Um den Kampf um die besten Talente zu gewinnen, müssen sich Logistikunternehmen auf moderne Methoden einlassen, ihre Attraktivität steigern und den Rekrutierungsprozess neu denken. Um möglichen Standortnachteilen entgegenzuwirken, kann es sich lohnen, über den eigenen Tellerrand hinauszuschauen – zum Beispiel, indem der Pool potenzieller Fachkräfte von Anfang an vergrößert wird. Wenn man den geografischen Raum erweitert und nicht nur deutschlandweit, sondern europaweit sucht, kann man die Auswahl an Kandidat*innen drastisch vergrößern. 

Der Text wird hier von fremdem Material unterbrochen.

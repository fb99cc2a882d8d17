//! `$batch` requests under the different batch settings.

pub mod common;

use axum::http::StatusCode;
use similar_asserts::assert_eq;

use common::{create_router, create_router_with, get, send_body, service_path, TestResponse};
use odata_producer::batch::BATCH_FAILED_MESSAGE;

const BOUNDARY: &str = "batch_36522ad7-fc75-4b56-8c71-56071383e77b";

/// A batch body holding one part per request line, each followed by its body.
fn batch_body(requests: &[(&str, &str)]) -> String {
    let mut body = String::new();
    for (request_line, payload) in requests {
        body.push_str(&format!(
            "--{BOUNDARY}\r\nContent-Type: application/http\r\nContent-Transfer-Encoding: binary\r\n\r\n{request_line} HTTP/1.1\r\n"
        ));
        if payload.is_empty() {
            body.push_str("\r\n");
        } else {
            body.push_str(&format!("Content-Type: application/json\r\n\r\n{payload}\r\n"));
        }
    }
    body.push_str(&format!("--{BOUNDARY}--\r\n"));
    body
}

async fn send_batch(router: &axum::Router, requests: &[(&str, &str)]) -> TestResponse {
    send_body(
        router,
        "POST",
        &service_path("$batch"),
        &format!("multipart/mixed; boundary={BOUNDARY}"),
        batch_body(requests),
    )
    .await
    .unwrap()
}

fn statuses(response: &TestResponse) -> Vec<&str> {
    response
        .body
        .lines()
        .filter_map(|line| line.strip_prefix("HTTP/1.1 "))
        .collect()
}

const DELETES: &[(&str, &str)] = &[
    ("DELETE /OData.svc/TableName1s(555)", ""),
    ("DELETE /OData.svc/TableName1s(1)", ""),
    ("DELETE /OData.svc/TableName1s(2)", ""),
];

#[tokio::test]
async fn transactional_batch_stops_at_the_first_failure() {
    let (router, database) = create_router().await;
    let response = send_batch(&router, DELETES).await;

    assert_eq!(response.status, StatusCode::ACCEPTED);
    let content_type = response.header("content-type").unwrap();
    assert!(content_type.starts_with("multipart/mixed; boundary=batchresponse_"));
    assert_eq!(
        statuses(&response),
        vec![
            "400 Bad Request",
            "412 Precondition Failed",
            "412 Precondition Failed"
        ]
    );
    assert_eq!(response.body.matches(BATCH_FAILED_MESSAGE).count(), 2);
    assert_eq!(database.count("Table_Name1").await.unwrap(), 3);

    assert_eq!(response.header("x-odata-batch-has-error"), Some("true"));
    assert_eq!(response.header("x-odata-batch-request-count"), Some("3"));
    assert_eq!(response.header("x-odata-batch-last-status"), Some("412"));
    assert_eq!(response.header("x-odata-batch-last-method"), Some("DELETE"));
    assert_eq!(response.header("x-odata-batch-last-entity-name"), Some("TableName1s"));
    assert_eq!(response.header("x-odata-batch-last-entity-id"), Some("2"));
}

#[tokio::test]
async fn failed_transactional_batch_rolls_back() {
    let (router, database) = create_router().await;
    let response = send_batch(
        &router,
        &[
            ("POST /OData.svc/TableName1s", r#"{"StrCol": "value4"}"#),
            ("DELETE /OData.svc/TableName1s(1)", ""),
            ("DELETE /OData.svc/TableName1s(555)", ""),
        ],
    )
    .await;

    assert_eq!(
        statuses(&response),
        vec!["201 Created", "204 No Content", "400 Bad Request"]
    );
    assert_eq!(database.count("Table_Name1").await.unwrap(), 3);
}

#[tokio::test]
async fn successful_transactional_batch_commits() {
    let (router, database) = create_router().await;
    let response = send_batch(
        &router,
        &[
            ("POST TableName1s", r#"{"StrCol": "value4"}"#),
            ("GET TableName1s/$count", ""),
            ("MERGE TableName1s(1)", r#"{"NumCol": 10}"#),
        ],
    )
    .await;

    assert_eq!(
        statuses(&response),
        vec!["201 Created", "200 OK", "204 No Content"]
    );
    assert!(response
        .body
        .contains("Location: http://localhost:80/OData.svc/TableName1s(4)\r\n"));
    assert!(response.body.contains("\r\n\r\n4\r\n"));
    assert_eq!(response.header("x-odata-batch-has-error"), Some("false"));
    assert_eq!(database.count("Table_Name1").await.unwrap(), 4);

    let entry = get(&router, &service_path("TableName1s(1)?$format=json"))
        .await
        .unwrap()
        .json()
        .unwrap();
    assert_eq!(entry["d"]["NumCol"], serde_json::json!(10));
}

#[tokio::test]
async fn permissive_batch_applies_every_valid_operation() {
    let (router, database) = create_router_with(|configuration| {
        configuration.batch.transactional = false;
        configuration.batch.fast_fail = false;
    })
    .await;
    let response = send_batch(&router, DELETES).await;

    assert_eq!(
        statuses(&response),
        vec!["400 Bad Request", "204 No Content", "204 No Content"]
    );
    assert!(response.body.contains("Entity not deleted"));
    assert_eq!(database.count("Table_Name1").await.unwrap(), 1);
    assert_eq!(response.header("x-odata-batch-has-error"), Some("true"));
    assert_eq!(response.header("x-odata-batch-last-status"), Some("204"));
}

#[tokio::test]
async fn fast_fail_without_transaction_keeps_earlier_changes() {
    let (router, database) = create_router_with(|configuration| {
        configuration.batch.transactional = false;
    })
    .await;
    let response = send_batch(
        &router,
        &[
            ("DELETE /OData.svc/TableName1s(1)", ""),
            ("DELETE /OData.svc/TableName1s(555)", ""),
            ("DELETE /OData.svc/TableName1s(2)", ""),
        ],
    )
    .await;

    assert_eq!(
        statuses(&response),
        vec![
            "204 No Content",
            "400 Bad Request",
            "412 Precondition Failed"
        ]
    );
    assert_eq!(database.count("Table_Name1").await.unwrap(), 2);
}

#[tokio::test]
async fn fast_fail_is_forced_inside_transactions() {
    let (router, database) = create_router_with(|configuration| {
        configuration.batch.fast_fail = false;
    })
    .await;
    let response = send_batch(&router, DELETES).await;

    assert_eq!(statuses(&response)[2], "412 Precondition Failed");
    assert_eq!(database.count("Table_Name1").await.unwrap(), 3);
}

#[tokio::test]
async fn bodies_without_multipart_content_type() {
    let body = batch_body(&[("GET TableName1s/$count", "")]);

    let (router, _database) = create_router().await;
    let response = send_body(&router, "POST", &service_path("$batch"), "text/plain", body.clone())
        .await
        .unwrap();
    assert_eq!(response.status, StatusCode::ACCEPTED);
    assert_eq!(statuses(&response), vec!["200 OK"]);

    let (router, _database) = create_router_with(|configuration| {
        configuration.batch.allow_any_request_body = false;
    })
    .await;
    let response = send_body(&router, "POST", &service_path("$batch"), "text/plain", body)
        .await
        .unwrap();
    assert_eq!(response.status, StatusCode::BAD_REQUEST);
    assert!(response
        .body
        .contains("Expecting a valid multipart request and payload"));
}

#[tokio::test]
async fn batch_requires_post() {
    let (router, _database) = create_router().await;
    let response = get(&router, &service_path("$batch")).await.unwrap();
    assert_eq!(response.status, StatusCode::METHOD_NOT_ALLOWED);
}
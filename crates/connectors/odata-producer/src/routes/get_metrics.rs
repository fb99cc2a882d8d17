use axum::extract::State;
use axum::http::header;
use axum::response::{IntoResponse, Response};
use prometheus::{Encoder, TextEncoder};

use crate::error::ODataError;
use crate::state::ServerState;

/// The metrics registry in the Prometheus text format.
pub async fn get_metrics(State(state): State<ServerState>) -> Result<Response, ODataError> {
    state.metrics.update_pool_metrics(&state.pool);
    let encoder = TextEncoder::new();
    let body = encoder
        .encode_to_string(&state.metrics_registry.gather())
        .map_err(ODataError::internal)?;
    Ok(([(header::CONTENT_TYPE, encoder.format_type().to_string())], body).into_response())
}
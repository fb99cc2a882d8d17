//! Common functions used across test cases.

use tests_common::database::TestDatabase;

pub use tests_common::request::{get, send_body, TestResponse};

/// The service lives under the first path segment.
pub const SERVICE_ROOT: &str = "/OData.svc";

/// The base URI the service reports for requests sent by the test helpers.
pub const BASE_URI: &str = "http://localhost:80/OData.svc/";

/// A router over a fresh copy of the sample database.
pub async fn create_router() -> (axum::Router, TestDatabase) {
    create_router_with(|_| {}).await
}

/// A router over a fresh copy of the sample database, with an adjusted configuration.
pub async fn create_router_with(
    customize: impl FnOnce(&mut odata_producer_configuration::ParsedConfiguration),
) -> (axum::Router, TestDatabase) {
    let database = TestDatabase::sample().await.unwrap();
    let (router, _) = tests_common::router::create_router_with(&database, customize)
        .await
        .unwrap();
    (router, database)
}

pub fn service_path(path: &str) -> String {
    format!("{SERVICE_ROOT}/{path}")
}
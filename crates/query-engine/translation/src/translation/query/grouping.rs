//! `apply=groupby(…)` against aggregate custom entities.

use crate::translation::error::Error;
use query_engine_metadata::metadata::EntityType;
use query_engine_sql::sql::fields;

/// Parse `groupby(Id,RefName)` into its property names.
pub fn parse_apply(value: &str) -> Result<Vec<String>, Error> {
    let value = value.trim();
    let arguments = value
        .strip_prefix("groupby")
        .map(str::trim_start)
        .and_then(|rest| rest.strip_prefix('('))
        .and_then(|rest| rest.strip_suffix(')'))
        .ok_or_else(|| Error::InvalidApply(value.to_string()))?;
    // groupby((A,B)) is accepted as well
    let arguments = arguments
        .trim()
        .strip_prefix('(')
        .and_then(|rest| rest.strip_suffix(')'))
        .unwrap_or(arguments);
    let names: Vec<String> = arguments
        .split(',')
        .map(str::trim)
        .filter(|name| !name.is_empty())
        .map(str::to_string)
        .collect();
    if names.is_empty() {
        return Err(Error::InvalidApply(value.to_string()));
    }
    Ok(names)
}

/// Check the group names against the entity and return the custom query with its
/// `GROUP BY` clause.
pub fn grouped_query(entity_type: &EntityType, sql: &str, names: &[String]) -> Result<String, Error> {
    let aggregate = entity_type
        .aggregate()
        .ok_or_else(|| Error::GroupByNotSupported(entity_type.name.clone()))?;

    let mut requested: Vec<String> = names
        .iter()
        .map(|name| fields::un_pascalize(name).to_ascii_lowercase())
        .collect();
    let mut expected: Vec<String> = aggregate
        .group_names
        .iter()
        .map(|name| name.to_ascii_lowercase())
        .collect();
    requested.sort();
    requested.dedup();
    expected.sort();
    expected.dedup();
    if requested != expected {
        return Err(Error::GroupByMismatch(names.to_vec()));
    }

    Ok(format!(
        "{sql} GROUP BY {}",
        aggregate.group_expressions.join(", ")
    ))
}
//! Error documents.

use axum::http::StatusCode;
use serde_json::json;

use super::{escape, Document, Format, METADATA_NS, XML_PROLOG};
use crate::error::ODataError;

const LANG: &str = "en-US";

/// Render `error` in the requested format. The underlying cause of a server error is
/// only included when `show_inline_error` is set.
pub fn render(
    error: &ODataError,
    format: Format,
    callback: Option<&str>,
    show_inline_error: bool,
) -> (StatusCode, Document) {
    let inner = error.inner_error().filter(|_| show_inline_error);
    let document = match format {
        Format::Json => {
            let mut body = json!({
                "error": {
                    "code": error.code(),
                    "message": { "lang": LANG, "value": error.to_string() },
                }
            });
            if let Some(inner) = inner {
                body["error"]["innererror"] = json!(inner);
            }
            Document::json(&body, callback)
        }
        Format::Atom | Format::Text => {
            let mut body = format!(
                "{XML_PROLOG}<error xmlns=\"{METADATA_NS}\"><code>{}</code><message lang=\"{LANG}\">{}</message>",
                error.code(),
                escape(&error.to_string()),
            );
            if let Some(inner) = inner {
                body.push_str("<innererror>");
                body.push_str(&escape(inner));
                body.push_str("</innererror>");
            }
            body.push_str("</error>");
            Document::xml(body)
        }
    };
    (error.status(), document)
}
//! Translate protocol requests into execution plans (SQL) to be run against the database.

pub mod translation;
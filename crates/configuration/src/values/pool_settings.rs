use schemars::JsonSchema;
use serde::{Deserialize, Serialize};

/// Settings for the database connection pool
#[derive(Debug, Clone, PartialEq, Eq, Serialize, Deserialize, JsonSchema)]
#[serde(rename_all = "camelCase")]
pub struct PoolSettings {
    /// maximum number of pool connections
    #[serde(default = "max_connection_default")]
    pub max_connections: u32,
    /// timeout for acquiring a connection from the pool (seconds)
    #[serde(default = "pool_timeout_default")]
    pub pool_timeout: u64,
    /// idle timeout for releasing a connection from the pool (seconds)
    #[serde(default = "idle_timeout_default")]
    pub idle_timeout: Option<u64>,
    /// maximum lifetime for an individual connection (seconds)
    #[serde(default = "connection_lifetime_default")]
    pub connection_lifetime: Option<u64>,
}

impl PoolSettings {
    pub fn is_default(&self) -> bool {
        *self == PoolSettings::default()
    }
}

impl Default for PoolSettings {
    fn default() -> PoolSettings {
        PoolSettings {
            max_connections: 50,
            pool_timeout: 600,
            idle_timeout: Some(180),
            connection_lifetime: Some(600),
        }
    }
}

// for serde default //
fn max_connection_default() -> u32 {
    PoolSettings::default().max_connections
}
fn pool_timeout_default() -> u64 {
    PoolSettings::default().pool_timeout
}
fn idle_timeout_default() -> Option<u64> {
    PoolSettings::default().idle_timeout
}
fn connection_lifetime_default() -> Option<u64> {
    PoolSettings::default().connection_lifetime
}
//! Metadata information regarding the database and the entity model built from it.

pub mod custom_entities;
pub mod edm;
pub mod entity;
pub mod naming;

// re-export without modules
pub use custom_entities::*;
pub use edm::*;
pub use entity::*;

use serde::Serialize;

/// Namespace of the structural schema.
pub const NAMESPACE: &str = "JdbcModel";
/// Namespace of the schema holding the entity container.
pub const CONTAINER_NAMESPACE: &str = "JdbcEntities.Public";
/// Name of the single entity container.
pub const CONTAINER_NAME: &str = "Public";

/// The full schema of one database connection. Immutable once built.
#[derive(Debug, Clone, PartialEq, Eq, Default, Serialize)]
pub struct EntityModel {
    /// Tables first, then custom entities, each in declaration order.
    pub entity_types: Vec<EntityType>,
}

impl EntityModel {
    pub fn empty() -> Self {
        EntityModel {
            entity_types: vec![],
        }
    }

    /// Build a model from the introspected tables and the custom entities. A custom
    /// entity replaces a table with the same entity name.
    pub fn new(tables: Vec<EntityType>, custom: Vec<EntityType>) -> Self {
        let mut entity_types: Vec<EntityType> = tables
            .into_iter()
            .filter(|table| {
                let replaced = custom.iter().any(|c| c.name == table.name);
                if replaced {
                    tracing::warn!(
                        entity = table.name,
                        "custom entity replaces the introspected table of the same name"
                    );
                }
                !replaced
            })
            .collect();
        entity_types.extend(custom);
        EntityModel { entity_types }
    }

    /// Look up an entity type by its entity set name.
    pub fn entity_set(&self, entity_set_name: &str) -> Option<&EntityType> {
        self.entity_types
            .iter()
            .find(|entity_type| entity_type.entity_set_name == entity_set_name)
    }

    pub fn entity_set_names(&self) -> impl Iterator<Item = &str> {
        self.entity_types
            .iter()
            .map(|entity_type| entity_type.entity_set_name.as_str())
    }
}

Trotz aller Personalprobleme können Unternehmen Talente mit der richtigen Haltung gewinnen und langfristig binden. Ein wichtiger erster Schritt ist es, die eigenen Unternehmenswerte neu zu bewerten und anzupassen. Unternehmenswerte, Mission und Kultur müssen nicht nur innerhalb des Unternehmens gelebt, sondern auch aktiv nach außen kommuniziert werden. Employer Branding und die Kompatibilität zwischen Mitarbeiter*innen und Unternehmen waren noch nie so wichtig wie heute – sie entscheiden nicht nur darüber, ob sich Mitarbeiter*innen für das Unternehmen interessieren, sondern auch, wie lange sie bleiben werden. 89 % der passiv Suchenden und 84 % der aktiv Suchenden achten explizit auf die Arbeitgebermarke. Je attraktiver ein Unternehmen für seine Mitarbeiter*innen ist und je stärker sie sich mit dem Unternehmen identifizieren, desto geringer ist das Risiko einer Kündigung.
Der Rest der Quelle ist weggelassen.